La modération de QS se perçoit aussi dans les nouveaux candidats du parti. Agissant comme les partis traditionnels, la direction du parti est allée chercher des candidats hors du parti et a plutôt courtisé des médecins, avocats et autres professionnels. Elle est aussi allée chercher des anciens bloquistes, comme Shophika Vaithyanathasarma. Le candidat dans Richmond, Philippe Pagé, en plus d’avoir été attaché politique du député bloquiste André Bellavance en 2015, a participé à la campagne à la chefferie du PQ de Pierre-Karl Péladeau.
Pas étonnant dans ce contexte que peu de gens voient QS comme une solution pour lutter contre le statu quo.
Une solution socialiste contre la montée du PCQ!
Nous ne devons pas nous démoraliser de la popularité du Parti conservateur du Québec, mais en chercher les leçons pour les tâches du mouvement ouvrier.
Il faut répondre au discours populiste délirant de Duhaime par un discours anticapitaliste capable de réellement régler les problèmes des travailleurs.

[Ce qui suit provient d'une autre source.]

use super::*;
use crate::*;

impl RunState {
    pub fn new(config: GameConfig, seed: u64) -> Self {
        Self::with_shuffle(config, Box::new(RngState::from_seed(seed)))
    }

    pub fn with_shuffle(config: GameConfig, shuffle: Box<dyn Shuffle>) -> Self {
        let player = Player::with_money(config.rules.starting_money);
        Self {
            config,
            player,
            state: GameState::new(),
            round: RoundState::default(),
            shuffle,
        }
    }

    pub fn current_hole(&self) -> Option<&HoleConfig> {
        self.config.hole(self.state.hole_index)
    }

    pub fn view(&self) -> Result<TableView<'_>, RunError> {
        let hole = self
            .current_hole()
            .ok_or(RunError::MissingHole(self.state.hole_index))?;
        Ok(TableView {
            hole,
            hole_count: self.config.hole_count(),
            phase: self.state.phase,
            grid: &self.player.grid,
            discard_top: self.round.discard_top().copied(),
            stock_left: self.round.deck.len(),
            money: self.player.money,
            reveals_left: self.state.reveals_left,
            caddies: &self.player.caddies,
        })
    }

    pub fn legal_draws(&self) -> Vec<DrawSource> {
        let mut sources = Vec::with_capacity(2);
        if !self.round.deck.is_empty() {
            sources.push(DrawSource::Stock);
        }
        if !self.round.discard.is_empty() {
            sources.push(DrawSource::Discard);
        }
        sources
    }

    pub fn outcome(&self) -> Option<RunOutcome> {
        match self.state.phase {
            Phase::Complete => Some(RunOutcome::Completed {
                earnings: self.state.earnings,
            }),
            Phase::Failed => {
                let hole = self.current_hole();
                Some(RunOutcome::Failed {
                    hole: hole.map(|hole| hole.hole).unwrap_or_default(),
                    score: self.state.last_score.unwrap_or_default(),
                    target: hole.map(|hole| hole.target).unwrap_or_default(),
                })
            }
            _ => None,
        }
    }

    pub(super) fn expect_phase(&self, phase: Phase) -> Result<(), RunError> {
        if self.state.phase == phase {
            Ok(())
        } else {
            Err(RunError::InvalidPhase(self.state.phase))
        }
    }

    pub(super) fn set_phase(&mut self, phase: Phase, events: &mut EventBus) {
        if self.state.phase == phase {
            return;
        }
        log::debug!("phase {:?} -> {:?}", self.state.phase, phase);
        self.state.phase = phase;
        events.push(Event::PhaseChanged { phase });
    }

    pub(super) fn shuffled_deck(&mut self) -> Deck {
        Deck::shuffled(&mut *self.shuffle)
    }
}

Les gens qui vont voter pour le PCQ ne sont pas tous des « covidiots » réactionnaires. Le potentiel existe pour canaliser la colère des travailleurs et jeunes radicalisés dans un programme socialiste. Mais pour cela, la gauche doit cesser de craindre de présenter des solutions radicales aux maux du capitalisme. Au contraire, les problèmes du capitalisme en crise exigent des solutions radicales, et les travailleurs et la jeunesse en ont assez des demi-mesures qui protègent le statu quo. Tant qu’une voix à gauche ne s’élèvera pas pour lutter ouvertement contre le système capitaliste, les démagogues d’extrême droite continueront à attirer à eux les nombreux mécontents.